You are viewing a plain text version of this content. The canonical link for it is here.
Posted to issues@flink.apache.org by "Thomas Wozniakowski (Jira)" <ji...@apache.org> on 2020/02/18 16:46:00 UTC

[jira] [Commented] (FLINK-16142) Memory Le!k causes Metaspace OOM error on repeated job submission

    [ https://issues.apache.org/jira/browse/FLINK-16142?page=com.atlassian.jira.plugin.system.issuetabpanels:comment-tabpanel&focusedCommentId=17039227#comment-17039227 ] 

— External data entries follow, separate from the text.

//! Crawler task handlers

use anyhow::Context;
use tokio::signal;
use tokio::sync::broadcast::error::RecvError;

use crate::cli::TaskCommands;
use crate::models::{Task, TaskCreate, TaskId, format_datetime};
use crate::state::AppState;
use crate::stores::{CloseReason, TaskEvent, TaskStore};

pub async fn cmd_tasks(state: &AppState, command: TaskCommands) -> anyhow::Result<()> {
    let store = state.task_store();
    match command {
        TaskCommands::List { page, page_size } => {
            store.set_page(page, page_size);
            let tasks = store.fetch_tasks().await.context("Failed to list tasks")?;
            print_tasks(&tasks);
        }
        TaskCommands::Show { id } => {
            let task = store
                .fetch_task(id)
                .await
                .with_context(|| format!("Failed to load task {id}"))?;
            print_task(&task);
        }
        TaskCommands::Create {
            mode,
            year,
            season,
            start_url,
            limit,
            watch,
        } => {
            let request = TaskCreate {
                mode,
                year,
                season,
                start_url,
                limit,
            };
            let task = store
                .create_task(&request)
                .await
                .context("Failed to create task")?;
            println!("Created task {} ({})", task.id, task.status);
            if watch {
                watch_task(&store, task.id).await?;
            }
        }
        TaskCommands::Cancel { id } => {
            let task = store
                .cancel_task(id)
                .await
                .with_context(|| format!("Failed to cancel task {id}"))?;
            println!("Task {} is now {}", task.id, task.status);
        }
        TaskCommands::Watch { id } => watch_task(&store, id).await?,
    }
    Ok(())
}

/// Prints live progress until the channel closes or Ctrl+C is pressed.
async fn watch_task(store: &TaskStore, id: TaskId) -> anyhow::Result<()> {
    let task = store
        .fetch_task(id)
        .await
        .with_context(|| format!("Failed to load task {id}"))?;
    if task.status.is_terminal() {
        println!("Task {id} already {}", task.status);
        return Ok(());
    }

    let mut events = store.subscribe();
    store
        .start_progress(id)
        .await
        .with_context(|| format!("Failed to follow task {id}"))?;
    println!("Following task {id}, Ctrl+C to stop");

    loop {
        tokio::select! {
            _ = signal::ctrl_c() => {
                store.stop_progress(id);
                println!();
                println!("Stopped following task {id}");
                break;
            }
            event = events.recv() => match event {
                Ok(TaskEvent::Updated(task)) if task.id == id => print_progress(&task),
                Ok(TaskEvent::ChannelClosed { task_id, reason }) if task_id == id => {
                    report_close(store, id, &reason);
                    break;
                }
                Ok(_) | Err(RecvError::Lagged(_)) => {}
                Err(RecvError::Closed) => break,
            },
        }
    }
    Ok(())
}

fn report_close(store: &TaskStore, id: TaskId, reason: &CloseReason) {
    match reason {
        CloseReason::Finished(status) => println!("Task {id} {status}"),
        CloseReason::Failed(message) => {
            println!("Lost progress channel: {message}");
            if let Some(task) = store.task(id) {
                println!("Last known status: {}", task.status);
            }
        }
        CloseReason::Remote => println!("Server closed the progress channel"),
        CloseReason::Stopped => {}
    }
}

fn print_progress(task: &Task) {
    let items = match (task.processed_items, task.total_items) {
        (Some(done), Some(total)) => format!("{done}/{total} items"),
        (Some(done), None) => format!("{done} items"),
        _ => String::new(),
    };
    let speed = task
        .processing_speed
        .map(|s| format!("{s:.1}/s"))
        .unwrap_or_default();
    println!(
        "  {:>5.1}%  {items:<16} {speed:<8} eta {}",
        task.percentage.unwrap_or(0.0),
        task.eta()
    );
}

fn print_tasks(tasks: &[Task]) {
    if tasks.is_empty() {
        println!("No crawler tasks.");
        println!();
        println!("Start one with: ikuyo tasks create homepage");
        return;
    }

    println!("{:<6} {:<10} {:<10} {:<20} {:>7}  Created", "ID", "Type", "Status", "Mode", "Done");
    println!("{:-<80}", "");
    for task in tasks {
        let done = task
            .percentage
            .map_or_else(|| "-".to_string(), |p| format!("{p:.0}%"));
        println!(
            "{:<6} {:<10} {:<10} {:<20} {:>7}  {}",
            task.id,
            task.task_type,
            task.status,
            task.parameter("mode"),
            done,
            format_datetime(task.created_at.as_deref())
        );
    }
}

fn print_task(task: &Task) {
    println!("Task {} ({})", task.id, task.task_type);
    println!("{:-<70}", "");
    println!("  Status:    {}", task.status);
    println!("  Mode:      {}", task.parameter("mode"));
    println!("  Year:      {}", task.parameter("year"));
    println!("  Season:    {}", task.parameter("season"));
    println!("  Limit:     {}", task.parameter("limit"));
    println!("  Created:   {}", format_datetime(task.created_at.as_deref()));
    println!("  Started:   {}", format_datetime(task.started_at.as_deref()));
    println!("  Completed: {}", format_datetime(task.completed_at.as_deref()));
    if let Some(percentage) = task.percentage {
        println!("  Progress:  {percentage:.1}% (eta {})", task.eta());
    }
    if let Some(summary) = &task.result_summary {
        println!("  Result:    {summary}");
    }
    if let Some(error) = &task.error_message {
        println!("  Error:     {error}");
    }
}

Thomas Wozniakowski commented on FLINK-16142:
---------------------------------------------

Hi Guys,

Thanks for the speedy response.

It's going to be a little tricky to get at the heap dumps, as our application is very specifically written to only run on Flink running in docker. Do you know if there are any configuration options that we could pass in from the outside that would encourage the dockerised Flink to dump some more useful information to the logs when the OOM-metaspace error occurs?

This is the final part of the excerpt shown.